The story portrays two extremely opposed types, a man and a woman. Mainwaring is a genius of a sort, grasping everything to himself, ambitious, a demagogue, reckless and unmoral. From obscurity he rises to political power and is only stayed from achieving the highest rung by disease and death. He burns himself out prematurely. While still quite young and out of his mastering passion of grasping everything he wants, he forces a beautiful young working girl to marry him. Lizzy in her selflessness, her poise and sincerity, her obedience to duty, is his opposite. She endures starvation with him but when he asks her to follow him into high life she refuses. She has seen through it at a glance and hates it, and prefers the duties of a housemaid to those of hostess at his banquets. He subjects her to every indignity but willingly accepts her services as a nurse during his last days.


Booklist 17:116 D ’20

“Mainwaring stands before a dull gray background, which is rather bad for the story, but serves the purpose of the novelist in making Mainwaring a crimson figure against this same gray.
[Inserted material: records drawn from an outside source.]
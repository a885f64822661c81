//! JSON output of the final record stream.
//!
//! The file is a single pretty-printed array of [`OutputRecord`]s, indented
//! with four spaces and with non-ASCII text written as-is:
//!
//! ```text
//! output_dir/
//! └── KBS_VIDEO_DATA.json
//! ```
//!
//! Field order is part of the downstream contract: `id, title,
//! cleaned_title, upload_date, description, cleaned_description, video_link,
//! thumbnail_link, view_count`.

use crate::models::{EnrichedRecord, OutputRecord};
use serde::Serialize;
use serde_json::ser::{PrettyFormatter, Serializer};
use std::error::Error;
use std::path::{Path, PathBuf};
use tokio::fs;
use tracing::{error, info, instrument};

/// Serialize records into the persisted JSON form.
pub fn render_records(records: &[EnrichedRecord]) -> Result<Vec<u8>, serde_json::Error> {
    let rows: Vec<OutputRecord> = records.iter().map(OutputRecord::from).collect();
    let mut buf = Vec::new();
    let mut ser = Serializer::with_formatter(&mut buf, PrettyFormatter::with_indent(b"    "));
    rows.serialize(&mut ser)?;
    Ok(buf)
}

/// Write records to `{output_dir}/{file_name}`.
///
/// Creates `output_dir` when missing. The in-memory records are untouched on
/// failure, so the caller can still report them.
///
/// # Returns
///
/// The path written, or an error if serialization, directory creation or the
/// file write fails.
#[instrument(level = "info", skip(records), fields(count = records.len()))]
pub async fn write_records(
    records: &[EnrichedRecord],
    output_dir: &str,
    file_name: &str,
) -> Result<PathBuf, Box<dyn Error>> {
    let json = render_records(records)?;

    info!(%output_dir, "Ensuring JSON directory exists");
    if let Err(e) = fs::create_dir_all(output_dir).await {
        error!(%output_dir, error = %e, "Failed to create JSON dir");
        return Err(e.into());
    }

    let path = Path::new(output_dir).join(file_name);
    info!(path = %path.display(), "Writing JSON");
    fs::write(&path, json).await?;
    info!(path = %path.display(), "Wrote video dataset");

    Ok(path)
}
As usual, Mr Hewlett is fascinatingly facile with his pen, but this same smooth style cannot wholly atone for a very flimsy plot and a succession of avowed characters that are of no more use than a Greek chorus.”

+ − Boston Transcript p7 N 24 ’20 390w

“Lizzy is a human being, strongly conventional in her sense of duty, yet as freshly natural in emotional values as Eve strayed from the garden. On the whole, however, ‘Mainwaring’ is a disappointment as a novel. The author too apparently is doing over again with unconvincing dexterity things once well accomplished in ‘Rest Harrow’.”

− + N Y Evening Post p22 O 23 ’20 300w

“The sharp contrasts between these well-drawn figures, whose souls are silhouetted by the tragic circumstances in which the author places them, afforded Mr Hewlett equal opportunity to display his powers of creating and analyzing character. The artistry and dignity of the story he has written around them make ‘Mainwaring’ a worthy addition to the novels bearing his name.”